'''

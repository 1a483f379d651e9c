//! Turn orchestration
//!
//! `run_turn` is the one entry point the HTTP layer uses: serialize on the
//! conversation, look up the session to resume, run the tool, and store the
//! continuation only when the turn succeeded.

mod error;
mod prompt;

#[cfg(test)]
pub mod testing;

pub use error::TurnError;
pub use prompt::{render_prompt, ChatMessage, Role};

use crate::assembler::{ResponseAssembler, TokenUsage, UsageAccounting};
use crate::cli::{Invocation, Invoker, ProtocolError};
use crate::db::{Database, NewUsageRecord, TokenCounts};
use crate::serializer::TurnLocks;
use crate::store::{DatabaseSessionStore, SessionStore};
use chrono::Utc;
use futures::StreamExt;
use std::sync::Arc;
use std::time::{Duration, Instant};
use tokio::sync::mpsc;
use tokio::task::JoinHandle;
use tokio_util::sync::CancellationToken;

/// Runner as the server holds it. The invoker is boxed so tests can drive the
/// HTTP layer with a mock.
pub type ProductionRunner = TurnRunner<DatabaseSessionStore, Arc<dyn Invoker>>;

/// One turn to run
#[derive(Debug, Clone)]
pub struct TurnRequest {
    /// `None` starts a new conversation; its id is minted on success
    pub conversation_id: Option<String>,
    pub model: String,
    pub messages: Vec<ChatMessage>,
    /// Overrides the runner's default budget
    pub timeout: Option<Duration>,
    /// Label usage is recorded under
    pub source: String,
    pub request_id: String,
}

/// Outcome of a successful turn
#[derive(Debug, Clone, PartialEq)]
pub struct TurnResult {
    /// Conversation the session is stored under
    pub conversation_id: String,
    pub session_id: String,
    pub text: String,
    pub usage: TokenUsage,
    pub cost_usd: Option<f64>,
    /// Whether an existing session was continued
    pub resumed: bool,
}

/// Runner knobs
#[derive(Debug, Clone, Copy)]
pub struct RunnerConfig {
    pub default_timeout: Duration,
    pub lock_timeout: Option<Duration>,
    pub accounting: UsageAccounting,
}

impl Default for RunnerConfig {
    fn default() -> Self {
        Self {
            default_timeout: Duration::from_secs(300),
            lock_timeout: None,
            accounting: UsageAccounting::PerInvocation,
        }
    }
}

/// Serializes turns per conversation and drives the invoker
pub struct TurnRunner<S, I>
where
    S: SessionStore + 'static,
    I: Invoker + 'static,
{
    store: S,
    invoker: I,
    locks: TurnLocks,
    config: RunnerConfig,
    usage_log: Option<Database>,
}

impl<S, I> TurnRunner<S, I>
where
    S: SessionStore + 'static,
    I: Invoker + 'static,
{
    pub fn new(store: S, invoker: I, config: RunnerConfig) -> Self {
        Self {
            store,
            invoker,
            locks: TurnLocks::new(),
            config,
            usage_log: None,
        }
    }

    /// Record usage of every successful turn in `db`
    pub fn with_usage_log(mut self, db: Database) -> Self {
        self.usage_log = Some(db);
        self
    }

    /// Run one turn to completion
    pub async fn run_turn(
        &self,
        request: TurnRequest,
        cancel: CancellationToken,
    ) -> Result<TurnResult, TurnError> {
        self.run(request, cancel, None).await
    }

    /// Run one turn, forwarding assistant text deltas as they arrive
    pub async fn run_turn_streaming(
        &self,
        request: TurnRequest,
        cancel: CancellationToken,
        deltas: mpsc::UnboundedSender<String>,
    ) -> Result<TurnResult, TurnError> {
        self.run(request, cancel, Some(&deltas)).await
    }

    async fn run(
        &self,
        request: TurnRequest,
        cancel: CancellationToken,
        deltas: Option<&mpsc::UnboundedSender<String>>,
    ) -> Result<TurnResult, TurnError> {
        let started = Instant::now();
        let key = request.conversation_id.as_deref();

        // Cancel also covers the lock wait; dropping `locked` kills any process
        let locked = self
            .locks
            .with_lock(key, self.config.lock_timeout, self.execute(&request, deltas));
        let outcome = tokio::select! {
            biased;

            () = cancel.cancelled() => Err(TurnError::Cancelled),

            result = locked => result
                .map_err(|e| TurnError::LockTimeout(e.waited))
                .and_then(|inner| inner),
        };

        let duration_ms = started.elapsed().as_millis();
        match &outcome {
            Ok(result) => {
                tracing::info!(
                    conv_id = %result.conversation_id,
                    request_id = %request.request_id,
                    model = %request.model,
                    resumed = result.resumed,
                    duration_ms = %duration_ms,
                    input_tokens = result.usage.input_tokens,
                    output_tokens = result.usage.output_tokens,
                    cost_usd = ?result.cost_usd,
                    "Turn completed"
                );
                self.record_usage(&request, result);
            }
            Err(e) => {
                tracing::error!(
                    conv_id = ?request.conversation_id,
                    request_id = %request.request_id,
                    model = %request.model,
                    duration_ms = %duration_ms,
                    kind = e.kind(),
                    error = %e,
                    "Turn failed"
                );
            }
        }

        outcome
    }

    /// Everything that happens under the conversation lock
    async fn execute(
        &self,
        request: &TurnRequest,
        deltas: Option<&mpsc::UnboundedSender<String>>,
    ) -> Result<TurnResult, TurnError> {
        let previous = match &request.conversation_id {
            Some(id) => self.store.get(id).await?,
            None => None,
        };
        let resume = previous.as_ref().map(|p| p.session_id.clone());
        let resumed = resume.is_some();

        let invocation = Invocation {
            model: request.model.clone(),
            prompt: render_prompt(&request.messages, resumed),
            resume,
        };

        let mut events = self
            .invoker
            .start(&invocation)
            .map_err(TurnError::LaunchFailure)?;

        let timeout = request.timeout.unwrap_or(self.config.default_timeout);
        let mut assembler = ResponseAssembler::new();

        let drain = async {
            while let Some(event) = events.next().await {
                let event = event.map_err(|e| match e {
                    ProtocolError::MalformedResult(msg) => TurnError::MalformedTerminalOutput(msg),
                    ProtocolError::Io(err) => {
                        TurnError::MalformedTerminalOutput(format!("output stream failed: {err}"))
                    }
                })?;
                if let Some(delta) = assembler.push(event) {
                    if let Some(tx) = deltas {
                        // Receiver gone means the caller stopped listening; the
                        // cancel token handles that case.
                        let _ = tx.send(delta);
                    }
                }
            }
            Ok::<(), TurnError>(())
        };

        // Returning early drops `events`, which kills the process group
        tokio::select! {
            () = tokio::time::sleep(timeout) => return Err(TurnError::Timeout(timeout)),

            drained = drain => drained?,
        }
        drop(events);

        let assembled = assembler.finish(
            self.config.accounting,
            previous.as_ref().map_or(TokenCounts::default(), |p| p.cumulative),
        )?;

        let conversation_id = request
            .conversation_id
            .clone()
            .unwrap_or_else(|| uuid::Uuid::new_v4().to_string());

        self.store
            .put(&conversation_id, &assembled.session_id, assembled.cumulative)
            .await?;

        if assembled.tool_uses > 0 {
            tracing::debug!(conv_id = %conversation_id, tool_uses = assembled.tool_uses, "Turn used tools");
        }

        Ok(TurnResult {
            conversation_id,
            session_id: assembled.session_id,
            text: assembled.text,
            usage: assembled.usage,
            cost_usd: assembled.cost_usd,
            resumed,
        })
    }

    fn record_usage(&self, request: &TurnRequest, result: &TurnResult) {
        let Some(db) = &self.usage_log else {
            return;
        };
        let record = NewUsageRecord {
            source: &request.source,
            model: &request.model,
            input_tokens: result.usage.input_tokens,
            output_tokens: result.usage.output_tokens,
            total_tokens: result.usage.total_tokens,
            conversation_id: Some(&result.conversation_id),
            request_id: &request.request_id,
        };
        if let Err(e) = db.record_usage(&record, Utc::now()) {
            tracing::warn!(error = %e, request_id = %request.request_id, "Failed to record usage");
        }
    }

    /// Apply the store's eviction policy and prune unused locks
    pub async fn evict_idle(&self) -> Result<usize, TurnError> {
        let evicted = self.store.evict_expired(Utc::now()).await?;
        let pruned = self.locks.prune_idle();
        if evicted > 0 || pruned > 0 {
            tracing::info!(
                evicted,
                pruned_locks = pruned,
                busy = self.locks.len(),
                "Evicted idle conversations"
            );
        }
        Ok(evicted)
    }

    /// Periodically evict idle conversations until `shutdown` fires
    pub fn spawn_sweeper(
        self: &Arc<Self>,
        interval: Duration,
        shutdown: CancellationToken,
    ) -> JoinHandle<()> {
        let runner = Arc::clone(self);
        tokio::spawn(async move {
            let mut ticker = tokio::time::interval(interval);
            ticker.set_missed_tick_behavior(tokio::time::MissedTickBehavior::Delay);
            loop {
                tokio::select! {
                    () = shutdown.cancelled() => break,
                    _ = ticker.tick() => {
                        if let Err(e) = runner.evict_idle().await {
                            tracing::warn!(error = %e, "Eviction sweep failed");
                        }
                    }
                }
            }
            tracing::info!("Session sweeper stopped");
        })
    }
}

'''

— EXERCISE AIM —
Across the records above, how many lines does the word "ProtocolError" appear on? Reply with the number only.

— RESULT OF THIS TASK —
3